• [TASK BRIEF] Among the records that follow, find each line holding the word "successfully" and copy it.

(Extracted data entries)
******************************
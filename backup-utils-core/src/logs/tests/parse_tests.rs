use crate::logs::tests::helpers::at;
use crate::logs::{Context, ParseOutcome, parse_line, parse_notification_line};
use chrono::NaiveDateTime;
use pretty_assertions::assert_eq;

fn epoch() -> NaiveDateTime {
    at("2000-01-01", "00:00:00")
}

//-----------------------------------------------------------------------------
// Loose variant
//-----------------------------------------------------------------------------

#[test]
fn loose_line_with_context() {
    // Arrange
    let line = r#"[2024-01-15 03:00:01] local.INFO: Backup started {"backup_event":"backup_start","status":"running"}"#;

    // Act
    let record = parse_line(line).into_option().unwrap();

    // Assert
    assert_eq!(record.timestamp, at("2024-01-15", "03:00:01"));
    assert_eq!(record.level, "INFO");
    assert_eq!(record.message, "Backup started");
    assert_eq!(record.backup_event(), Some("backup_start"));
    assert_eq!(record.status(), Some("running"));
}

#[test]
fn loose_line_without_context_keeps_whole_body() {
    // Arrange
    let line = "[2024-01-15 03:00:01] production.WARNING: Disk almost full";

    // Act
    let record = parse_line(line).into_option().unwrap();

    // Assert
    assert_eq!(record.level, "WARNING");
    assert_eq!(record.message, "Disk almost full");
    assert_eq!(record.context, Context::default());
}

#[test]
fn loose_line_with_broken_json_has_empty_context() {
    // Arrange
    let line = r#"[2024-01-15 03:00:01] local.ERROR: Broken {"backup_event": "#;

    // Act
    let record = parse_line(line).into_option().unwrap();

    // Assert
    assert_eq!(record.message, "Broken");
    assert_eq!(record.context, Context::default());
}

#[test]
fn lines_outside_the_grammar_are_unmatched() {
    let lines = [
        "",
        "plain text",
        "[2024-01-15] local.INFO: short timestamp",
        "[2024-1-15 03:00:01] local.INFO: unpadded month",
        "[2024-01-15 03:00:01] INFO: no channel",
        "[2024-01-15 03:00:01] local.INFO:",
        "[2024-01-15 03:00:01] local.INFO: ",
        "[2024-13-45 03:00:01] local.INFO: impossible date",
        "2024-01-15 03:00:01 local.INFO: no brackets",
    ];

    for line in lines {
        assert_eq!(parse_line(line), ParseOutcome::Unmatched, "line: {line:?}");
    }
}

//-----------------------------------------------------------------------------
// Strict variant
//-----------------------------------------------------------------------------

#[test]
fn strict_line_yields_notification() {
    // Arrange
    let line = r#"[2024-01-15 03:00:01] local.INFO: Backup completed successfully {"notification_type":"BackupWasSuccessful","notification_class":"backup_utils::BackupWasSuccessful","metadata":{"memory_usage":1048576}}"#;

    // Act
    let record = parse_notification_line(line, epoch()).into_option().unwrap();

    // Assert
    assert_eq!(record.timestamp(), at("2024-01-15", "03:00:01"));
    assert_eq!(record.record.level, "INFO");
    assert_eq!(record.record.message, "Backup completed successfully");
    assert_eq!(record.notification_type, "BackupWasSuccessful");
    assert_eq!(record.notification_class, "backup_utils::BackupWasSuccessful");
    assert_eq!(record.data().f64_at("metadata.memory_usage"), Some(1048576.0));
}

#[test]
fn strict_line_defaults_class_to_unknown() {
    // Arrange
    let line = r#"[2024-01-15 03:00:01] local.ERROR: Backup failed {"notification_type":"BackupHasFailed"}"#;

    // Act
    let record = parse_notification_line(line, epoch()).into_option().unwrap();

    // Assert
    assert_eq!(record.notification_class, "Unknown");
}

#[test]
fn strict_line_ignores_text_after_last_brace() {
    // Arrange
    let line = r#"[2024-01-15 03:00:01] local.INFO: Done {"notification_type":"BackupWasSuccessful"} []"#;

    // Act
    let record = parse_notification_line(line, epoch()).into_option().unwrap();

    // Assert
    assert_eq!(record.notification_type, "BackupWasSuccessful");
}

#[test]
fn strict_line_requires_notification_type() {
    let lines = [
        r#"[2024-01-15 03:00:01] local.INFO: Started {"backup_event":"backup_start"}"#,
        r#"[2024-01-15 03:00:01] local.INFO: Numeric {"notification_type":42}"#,
        r#"[2024-01-15 03:00:01] local.INFO: Array {"notification_type":["a"]}"#,
    ];

    for line in lines {
        assert_eq!(
            parse_notification_line(line, epoch()),
            ParseOutcome::Unmatched,
            "line: {line:?}"
        );
    }
}

#[test]
fn strict_line_rejects_missing_message_or_json() {
    let lines = [
        // no message before the payload
        r#"[2024-01-15 03:00:01] local.INFO: {"notification_type":"BackupWasSuccessful"}"#,
        // no payload
        "[2024-01-15 03:00:01] local.INFO: Backup completed successfully",
        // empty object
        "[2024-01-15 03:00:01] local.INFO: Empty {}",
        // undecodable payload
        r#"[2024-01-15 03:00:01] local.INFO: Broken {"notification_type":}"#,
        // payload is not an object
        "[2024-01-15 03:00:01] local.INFO: Listy {1} [2]",
    ];

    for line in lines {
        assert_eq!(
            parse_notification_line(line, epoch()),
            ParseOutcome::Unmatched,
            "line: {line:?}"
        );
    }
}

#[test]
fn strict_line_older_than_cutoff_is_unmatched() {
    // Arrange
    let line = r#"[2024-01-15 03:00:01] local.INFO: Done {"notification_type":"BackupWasSuccessful"}"#;
    let cutoff = at("2024-01-15", "03:00:02");

    // Act
    let outcome = parse_notification_line(line, cutoff);

    // Assert
    assert_eq!(outcome, ParseOutcome::Unmatched);
}

#[test]
fn strict_line_at_cutoff_is_kept() {
    // Arrange
    let line = r#"[2024-01-15 03:00:01] local.INFO: Done {"notification_type":"BackupWasSuccessful"}"#;
    let cutoff = at("2024-01-15", "03:00:01");

    // Act
    let outcome = parse_notification_line(line, cutoff);

    // Assert
    assert!(matches!(outcome, ParseOutcome::Matched(_)));
}

#[test]
fn message_with_inner_brace_splits_at_first_space_brace() {
    // Arrange
    let line = r#"[2024-01-15 03:00:01] local.INFO: Copied {files} {"notification_type":"BackupWasSuccessful"}"#;

    // Act
    let outcome = parse_notification_line(line, epoch());

    // Assert
    // "{files} {...}" is not a JSON object, so the line is rejected
    assert_eq!(outcome, ParseOutcome::Unmatched);
}
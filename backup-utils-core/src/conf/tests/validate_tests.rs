use crate::conf::{BackupUtilsConfig, ConfigError, MAX_STATS_DAYS, validate};

fn invalid_field(config: &BackupUtilsConfig) -> &'static str {
    match validate(config) {
        Err(ConfigError::InvalidValue { field, .. }) => field,
        other => panic!("expected InvalidValue, got {other:?}"),
    }
}

#[test]
fn defaults_are_valid() {
    assert!(validate(&BackupUtilsConfig::default()).is_ok());
}

#[test]
fn empty_prefix_is_rejected() {
    // Arrange
    let mut config = BackupUtilsConfig::default();
    config.logging.file_prefix = String::new();

    // Act / Assert
    assert_eq!(invalid_field(&config), "logging.file_prefix");
}

#[test]
fn prefix_with_separator_is_rejected() {
    // Arrange
    let mut config = BackupUtilsConfig::default();
    config.logging.file_prefix = "../backup".to_string();

    // Act / Assert
    assert_eq!(invalid_field(&config), "logging.file_prefix");
}

#[test]
fn channel_with_punctuation_is_rejected() {
    // Arrange
    let mut config = BackupUtilsConfig::default();
    config.logging.channel = "my-channel".to_string();

    // Act / Assert
    assert_eq!(invalid_field(&config), "logging.channel");
}

#[test]
fn zero_tail_is_rejected() {
    // Arrange
    let mut config = BackupUtilsConfig::default();
    config.viewer.default_tail = 0;

    // Act / Assert
    assert_eq!(invalid_field(&config), "viewer.default_tail");
}

#[test]
fn zero_max_days_is_rejected() {
    // Arrange
    let mut config = BackupUtilsConfig::default();
    config.stats.max_days = 0;
    config.stats.default_days = 0;

    // Act / Assert
    assert_eq!(invalid_field(&config), "stats.max_days");
}

#[test]
fn max_days_is_bounded() {
    // Arrange
    let mut config = BackupUtilsConfig::default();
    config.stats.max_days = MAX_STATS_DAYS;
    let mut oversized = config.clone();
    oversized.stats.max_days = MAX_STATS_DAYS + 1;

    // Act / Assert
    assert!(validate(&config).is_ok());
    assert_eq!(invalid_field(&oversized), "stats.max_days");
}

#[test]
fn default_days_equal_to_max_is_accepted() {
    // Arrange
    let mut config = BackupUtilsConfig::default();
    config.stats.default_days = 30;
    config.stats.max_days = 30;

    // Act / Assert
    assert!(validate(&config).is_ok());
}
use backup_utils_core::cli::Outcome;
use backup_utils_core::cli::logs::{LogsArgs, run_logs};
use backup_utils_core::cli::notify::{
    NotifyArgs, TestNotificationArgs, run_notify, run_test_notification,
};
use backup_utils_core::cli::stats::{StatsArgs, run_stats};
use backup_utils_core::conf::{BackupUtilsConfig, LoggingConfig};
use backup_utils_core::logs::LogLocator;
use chrono::{NaiveDate, NaiveDateTime};
use serde_json::{Value, json};
use std::fs::{self, OpenOptions};
use std::io::Write;
use std::path::{Path, PathBuf};
use tempfile::TempDir;

pub fn at(raw: &str) -> NaiveDateTime {
    NaiveDateTime::parse_from_str(raw, "%Y-%m-%d %H:%M:%S").expect("bad fixture timestamp")
}

/// A statistics-eligible line with the payload shape the writer produces.
pub fn notification_line(ts: &str, kind: &str, extra: Value) -> String {
    let level = if kind.contains("Failed") || kind.contains("Unhealthy") {
        "ERROR"
    } else {
        "INFO"
    };

    let mut payload = json!({
        "notification_type": kind,
        "notification_class": format!("backup_utils::{kind}"),
    });
    if let (Some(obj), Value::Object(extra)) = (payload.as_object_mut(), extra) {
        obj.extend(extra);
    }

    format!("[{ts}] local.{level}: Backup Notification: {kind} {payload}")
}

pub fn viewer_line(ts: &str, level: &str, message: &str, context: Value) -> String {
    format!("[{ts}] local.{level}: {message} {context}")
}

/// A throwaway log directory with a matching configuration and a fixed
/// "now".
pub struct LogFixture {
    _root: TempDir,
    pub config: BackupUtilsConfig,
    pub now: NaiveDateTime,
}

impl LogFixture {
    pub fn new(now: &str) -> Self {
        let root = tempfile::tempdir().expect("failed to create tempdir");
        let config = BackupUtilsConfig {
            logging: LoggingConfig {
                dir: root.path().join("storage/logs"),
                ..LoggingConfig::default()
            },
            ..BackupUtilsConfig::default()
        };
        fs::create_dir_all(&config.logging.dir).expect("failed to create log dir");

        Self {
            _root: root,
            config,
            now: at(now),
        }
    }

    pub fn log_dir(&self) -> &Path {
        &self.config.logging.dir
    }

    pub fn locator(&self) -> LogLocator {
        LogLocator::from_config(&self.config.logging)
    }

    pub fn daily_path(&self, date: &str) -> PathBuf {
        let date = NaiveDate::parse_from_str(date, "%Y-%m-%d").expect("bad fixture date");
        self.locator().dated_path(date)
    }

    pub fn generic_path(&self) -> PathBuf {
        self.locator().generic_path()
    }

    pub fn append_daily(&self, date: &str, lines: &[String]) -> &Self {
        append(&self.daily_path(date), lines);
        self
    }

    pub fn append_generic(&self, lines: &[String]) -> &Self {
        append(&self.generic_path(), lines);
        self
    }

    pub fn logs(&self, args: LogsArgs) -> (Outcome, String) {
        capture(|out| run_logs(&args, &self.config, self.now, out))
    }

    pub fn stats(&self, args: StatsArgs) -> (Outcome, String) {
        capture(|out| run_stats(&args, &self.config, self.now, out))
    }

    pub fn notify(&self, args: NotifyArgs) -> (Outcome, String) {
        capture(|out| run_notify(&args, &self.config, self.now, out))
    }

    pub fn test_notification(&self, args: TestNotificationArgs) -> (Outcome, String) {
        capture(|out| run_test_notification(&args, &self.config, self.now, out))
    }
}

fn append(path: &Path, lines: &[String]) {
    let mut file = OpenOptions::new()
        .create(true)
        .append(true)
        .open(path)
        .expect("failed to open fixture log");
    for line in lines {
        writeln!(file, "{line}").expect("failed to write fixture log");
    }
}

fn capture<F>(run: F) -> (Outcome, String)
where
    F: FnOnce(&mut dyn Write) -> anyhow::Result<Outcome>,
{
    let mut buf = Vec::new();
    let outcome = run(&mut buf).expect("command failed");
    (outcome, String::from_utf8(buf).expect("output is not UTF-8"))
}
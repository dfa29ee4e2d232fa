use std::collections::{BTreeMap, HashMap};

/// Counter that remembers the order in which keys first appeared.
#[derive(Clone, Debug, Default)]
pub struct Tally {
    counts: Vec<(String, u64)>,
    index: HashMap<String, usize>,
}

impl Tally {
    pub fn new() -> Self {
        Self::default()
    }

    pub fn record(&mut self, key: &str) {
        match self.index.get(key) {
            Some(&i) => self.counts[i].1 += 1,
            None => {
                self.index.insert(key.to_string(), self.counts.len());
                self.counts.push((key.to_string(), 1));
            }
        }
    }

    pub fn get(&self, key: &str) -> u64 {
        self.index.get(key).map_or(0, |&i| self.counts[i].1)
    }

    /// Entries in first-appearance order.
    pub fn entries(&self) -> &[(String, u64)] {
        &self.counts
    }

    /// Entries by descending count; ties keep first-appearance order.
    pub fn ranked(&self) -> Vec<(String, u64)> {
        let mut out = self.counts.clone();
        out.sort_by(|a, b| b.1.cmp(&a.1));
        out
    }
}

/// Key with the highest count. Keys are visited in ascending order and the
/// first one reaching the maximum wins.
pub fn busiest<K, V, F>(buckets: &BTreeMap<K, V>, count: F) -> Option<K>
where
    K: Clone + Ord,
    F: Fn(&V) -> u64,
{
    let mut best: Option<(&K, u64)> = None;

    for (key, value) in buckets {
        let c = count(value);
        if best.is_none_or(|(_, top)| c > top) {
            best = Some((key, c));
        }
    }

    best.map(|(key, _)| key.clone())
}

#[cfg(test)]
mod tests {
    use super::*;

    #[test]
    fn tally_ranks_by_count_then_first_appearance() {
        let mut tally = Tally::new();
        for key in ["b", "a", "c", "a", "c"] {
            tally.record(key);
        }

        assert_eq!(
            tally.ranked(),
            vec![
                ("a".to_string(), 2),
                ("c".to_string(), 2),
                ("b".to_string(), 1)
            ]
        );
        assert_eq!(tally.get("c"), 2);
        assert_eq!(tally.get("missing"), 0);
    }

    #[test]
    fn busiest_prefers_lowest_key_on_ties() {
        let mut hours = BTreeMap::new();
        hours.insert("09".to_string(), 3_u64);
        hours.insert("03".to_string(), 3);
        hours.insert("12".to_string(), 1);

        assert_eq!(busiest(&hours, |c| *c), Some("03".to_string()));
    }

    #[test]
    fn busiest_of_nothing_is_none() {
        let empty: BTreeMap<String, u64> = BTreeMap::new();
        assert_eq!(busiest(&empty, |c| *c), None);
    }
}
******************************
• [OUTPUT OF THE TASK]
    let line = r#"[2024-01-15 03:00:01] local.INFO: Backup completed successfully {"notification_type":"BackupWasSuccessful","notification_class":"backup_utils::BackupWasSuccessful","metadata":{"memory_usage":1048576}}"#;
    assert_eq!(record.record.message, "Backup completed successfully");
        "[2024-01-15 03:00:01] local.INFO: Backup completed successfully",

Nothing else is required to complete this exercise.